Phil Jones, managing director, Brother UK
At Brother UK we have specialists in logistics and supply chain to deal with the complexities of trading with the EU, but the practical reality is this; goods clearances since Brexit have taken two weeks longer than previously. This is regardless of the delays the ships have had on the high seas; when the products have got here, it has taken two weeks longer to get the goods out of the port. This could be for several reasons, including the ports being clogged, containers being in the wrong place, or COVID isolations, to name but three, so you can’t say Brexit exclusively was the cause as there are multiple issues happening concurrently. That said, there is a huge amount more admin and paperwork needed than previously to bring in goods or export to the EU, which adds to costs and timeframes.
Also, post-Brexit the drivers that are often needed to move goods around the UK are not here as some who were from Europe had repatriated during COVID and not come back.
The driver shortages meant getting goods out of ports was difficult, and that you could end up incurring more demurrage charges. If your goods are stuck at the side of the port, and your freight handler says there are demurrage charges, then your cost of goods goes up - and that is before you get them into your warehouse, offloaded and off to your customers.
Overall, Brexit has added about three weeks to our overall, end-to-end supply chain from when goods hit a UK port to arriving at our DHL warehouse for processing. Our group companies in Europe aren’t experiencing the same impact as we are in the UK, but that’s just how it is now and what we are faced with.
I think things will improve; it’s just a matter of time for things to settle down, for the systems to be found, for people to become fully familiar with the processes and for the pandemic to end - all these sorts of things, and then we can fully discover the new normal.
I don’t think we will ever get back to the slick and predictable supply chains as we had pre-Brexit; there will still be an extended amount of time for goods to not only arrive but clear the ports. Inevitably there is more cost, more administration and less stability which is never a good thing, but this is now the trading environment that we must all continue to adjust to up and down the channel.
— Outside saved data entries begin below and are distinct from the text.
//! Shared application router builder.
//!
//! Provides [`build_app_router`] so both the production binary (`main.rs`)
//! and integration tests (`tests/common/mod.rs`) use the exact same middleware
//! stack.

use std::time::Duration;

use axum::extract::DefaultBodyLimit;
use axum::http::header::{AUTHORIZATION, CONTENT_TYPE};
use axum::http::{HeaderName, Method, StatusCode};
use axum::Router;
use tower_http::catch_panic::CatchPanicLayer;
use tower_http::cors::CorsLayer;
use tower_http::limit::RequestBodyLimitLayer;
use tower_http::request_id::{MakeRequestUuid, PropagateRequestIdLayer, SetRequestIdLayer};
use tower_http::timeout::TimeoutLayer;
use tower_http::trace::{DefaultMakeSpan, DefaultOnResponse, TraceLayer};
use tracing::Level;

use crate::config::ServerConfig;
use crate::routes;
use crate::state::AppState;

/// Build the full application [`Router`] with all middleware layers.
///
/// The middleware stack is applied bottom-up:
///
/// 1. CORS
/// 2. Set request ID on incoming requests
/// 3. Structured request/response tracing
/// 4. Propagate request ID to response
/// 5. Request timeout
/// 6. Body size limit (`MAX_UPLOAD_BYTES`, replacing axum's default)
/// 7. Panic recovery (catch panics, return 500)
pub fn build_app_router(state: AppState, config: &ServerConfig) -> Router {
    let cors = build_cors_layer(config);
    let request_id_header = HeaderName::from_static("x-request-id");

    Router::new()
        // Health check at root level (not under /api/v1).
        .merge(routes::health::router())
        // API v1 routes.
        .nest("/api/v1", routes::api_routes())
        // -- Middleware stack (applied bottom-up) --
        .layer(CatchPanicLayer::new())
        .layer(DefaultBodyLimit::disable())
        .layer(RequestBodyLimitLayer::new(config.max_upload_bytes))
        .layer(TimeoutLayer::with_status_code(
            StatusCode::REQUEST_TIMEOUT,
            Duration::from_secs(config.request_timeout_secs),
        ))
        .layer(PropagateRequestIdLayer::new(request_id_header.clone()))
        .layer(
            TraceLayer::new_for_http()
                .make_span_with(DefaultMakeSpan::new().level(Level::INFO))
                .on_response(DefaultOnResponse::new().level(Level::INFO)),
        )
        .layer(SetRequestIdLayer::new(request_id_header, MakeRequestUuid))
        .layer(cors)
        .with_state(state)
}

/// Build the CORS middleware layer from server configuration.
///
/// Panics at startup if any configured origin is invalid.
fn build_cors_layer(config: &ServerConfig) -> CorsLayer {
    let origins: Vec<_> = config
        .cors_origins
        .iter()
        .map(|o| {
            o.parse()
                .unwrap_or_else(|e| panic!("Invalid CORS origin '{o}': {e}"))
        })
        .collect();

    CorsLayer::new()
        .allow_origin(origins)
        .allow_methods([Method::GET, Method::POST])
        .allow_headers([CONTENT_TYPE, AUTHORIZATION])
        .allow_credentials(true)
        .max_age(Duration::from_secs(3600))
}
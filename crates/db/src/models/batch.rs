//! Variation batch rows.

use serde::Serialize;
use sqlx::FromRow;
use varia_core::types::{DbId, Timestamp};

use super::status::StatusId;

/// A row from the `variation_batches` table.
#[derive(Debug, Clone, FromRow, Serialize)]
pub struct VariationBatch {
    pub id: DbId,
    pub status_id: StatusId,
    pub session_id: String,
    pub user_id: DbId,
    /// Serialised `VariationRequest`.
    pub request: serde_json::Value,
    pub claimed_by: Option<String>,
    /// How many times the batch has been claimed.
    pub attempts: i32,
    pub outcome: Option<String>,
    pub error_message: Option<String>,
    pub submitted_at: Timestamp,
    pub claimed_at: Option<Timestamp>,
    pub completed_at: Option<Timestamp>,
}
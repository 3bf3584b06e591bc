use std::fmt;

use serde::{Deserialize, Serialize};

/// All database primary keys are PostgreSQL BIGSERIAL.
pub type DbId = i64;

/// All timestamps are UTC.
pub type Timestamp = chrono::DateTime<chrono::Utc>;

/// Opaque token correlating a batch's progress events with the live
/// client connection that submitted it.
#[derive(Debug, Clone, PartialEq, Eq, Hash, Serialize, Deserialize)]
#[serde(transparent)]
pub struct SessionId(String);

impl SessionId {
    /// Wrap an existing session token.
    pub fn new(value: impl Into<String>) -> Self {
        Self(value.into())
    }

    /// Mint a fresh random session token (UUID v4).
    pub fn generate() -> Self {
        Self(uuid::Uuid::new_v4().to_string())
    }

    pub fn as_str(&self) -> &str {
        &self.0
    }
}

impl fmt::Display for SessionId {
    fn fmt(&self, f: &mut fmt::Formatter<'_>) -> fmt::Result {
        f.write_str(&self.0)
    }
}

impl From<String> for SessionId {
    fn from(value: String) -> Self {
        Self(value)
    }
}

impl From<&str> for SessionId {
    fn from(value: &str) -> Self {
        Self(value.to_string())
    }
}
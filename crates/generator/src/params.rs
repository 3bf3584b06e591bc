//! Parameters of a single generation call and its result.

use std::collections::BTreeSet;
use std::path::Path;

use serde::Serialize;
use varia_core::attributes::TemperatureMap;
use varia_core::bars::BarRange;
use varia_core::request::{SamplingStrategy, VariationRequest};

/// Each repetition of a batch asks the model for exactly one variation.
pub const VARIATIONS_PER_CALL: u32 = 1;

/// What one repetition asks of the generator, borrowed from the request.
#[derive(Debug, Clone, Serialize)]
pub struct GenerationParams<'a> {
    pub input_path: &'a Path,
    pub n_var: u32,
    pub attributes: &'a BTreeSet<usize>,
    pub temperatures: &'a TemperatureMap,
    /// `None` places no bar restriction on the variation.
    pub bars: Option<&'a [BarRange]>,
    pub bar_level: bool,
    pub sampling: SamplingStrategy,
    pub new_notes: bool,
    pub variation_percentage: u32,
}

impl<'a> GenerationParams<'a> {
    pub fn for_repetition(request: &'a VariationRequest) -> Self {
        Self {
            input_path: &request.input_path,
            n_var: VARIATIONS_PER_CALL,
            attributes: &request.attributes,
            temperatures: &request.temperatures,
            bars: request.bars.ranges(),
            bar_level: request.bar_level,
            sampling: request.sampling(),
            new_notes: request.new_notes,
            variation_percentage: request.variation_percentage,
        }
    }
}

/// Encoded output track returned by the generator.
#[derive(Debug, Clone, PartialEq, Eq)]
pub struct GeneratedVariation {
    pub data: Vec<u8>,
}

#[cfg(test)]
mod tests {
    use std::path::PathBuf;

    use varia_core::request::{RequestOrigin, VariationForm};
    use varia_core::types::SessionId;

    use super::*;

    fn request(form: VariationForm) -> VariationRequest {
        VariationRequest::from_form(
            form,
            RequestOrigin {
                input_path: PathBuf::from("uploads/5/song.mid"),
                output_name: "song.mid".into(),
                session_id: SessionId::new("sid"),
                user_id: 5,
            },
        )
        .unwrap()
    }

    #[test]
    fn entire_track_sends_null_bars() {
        let request = request(VariationForm {
            attribute_flags: vec!["false".into(), "true".into()],
            entire_track: Some("true".into()),
            ..Default::default()
        });
        let json = serde_json::to_value(GenerationParams::for_repetition(&request)).unwrap();

        assert!(json["bars"].is_null());
        assert_eq!(json["n_var"], 1);
        assert_eq!(json["attributes"], serde_json::json!([1]));
        assert_eq!(json["sampling"], "argmax");
        assert_eq!(json["input_path"], "uploads/5/song.mid");
        assert_eq!(json["temperatures"]["3"], 3.0);
    }

    #[test]
    fn bar_level_request_sends_ranges_and_multinomial() {
        let request = request(VariationForm {
            bar_boundaries: ["4", "6", "1", "2"].map(String::from).to_vec(),
            bar_level: Some("true".into()),
            variation_amount: Some(80),
            ..Default::default()
        });
        let json = serde_json::to_value(GenerationParams::for_repetition(&request)).unwrap();

        assert_eq!(
            json["bars"],
            serde_json::json!([{"start": 1, "end": 2}, {"start": 4, "end": 6}])
        );
        assert_eq!(json["sampling"], "multinomial");
        assert_eq!(json["bar_level"], true);
        assert_eq!(json["variation_percentage"], 80);
    }
}
use std::sync::Arc;

use varia_core::storage::StorageLayout;
use varia_events::ProgressBus;

use crate::config::ServerConfig;
use crate::engine::dispatcher::VariationDispatcher;
use crate::ws::WsManager;

/// Shared application state available to all Axum handlers via `State<AppState>`.
///
/// This is cheaply cloneable (inner data is behind `Arc` or is already `Clone`).
#[derive(Clone)]
pub struct AppState {
    /// Database connection pool; `None` with the in-memory queue backend.
    pub pool: Option<varia_db::DbPool>,
    /// Server configuration.
    pub config: Arc<ServerConfig>,
    /// Session-keyed WebSocket connection manager.
    pub ws_manager: Arc<WsManager>,
    /// Accepts uploads and submits them as variation batches.
    pub dispatcher: Arc<VariationDispatcher>,
    /// Per-user upload and variation directories.
    pub storage: StorageLayout,
    /// Local fan-out of progress events for this process's sessions.
    pub progress_bus: Arc<ProgressBus>,
}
Peter Cowan, procurement director, Data Direct
It is clear Brexit was not ‘What it said
on the tin’. Having been announced and positioned as the easiest deal in history by Dr Liam Fox, it was anything but. Making such an announcement probably hampered the negotiation from the off, and markets have not been the same since.
However, as with any short- or long-term barrier being imposed, it has changed market dynamics and this in itself has led to many new opportunities. More marginal business, that used to have competition from Europe, now gives advantage to whoever has the ‘home’ stock.
One of the really difficult regions is Northern Ireland, where new legislation means that there are administration charges to ship to a part of the UK, due to being treated differently and carries the same documentation charges and checks as shipping to the EU. There is still no answer to this difficulty right now but, hopefully, it will be found.
At Data Direct we have tackled Brexit, and its complexities, as an opportunity. We now fulfil deliveries in the UK for companies/brands that did not want to hold their own stock over here, but still had a user-base to satisfy; we can fill that logistics gap, and all parties have benefited in doing so. Without doubt, our volumes to the EU are lower, but our gains on the domestic market have by far outweighed any loss.
Besides Brexit, there are greater challenges – many still because of COVID. Supply chain logistics’ costs are still much higher than pre-COVID, and now oil prices are putting further pressure on costs. Continuing disruption at manufacturing centres are also causing delays and disruption. There is talk of the ‘new normal’, but we are still some way off seeing that crystallised.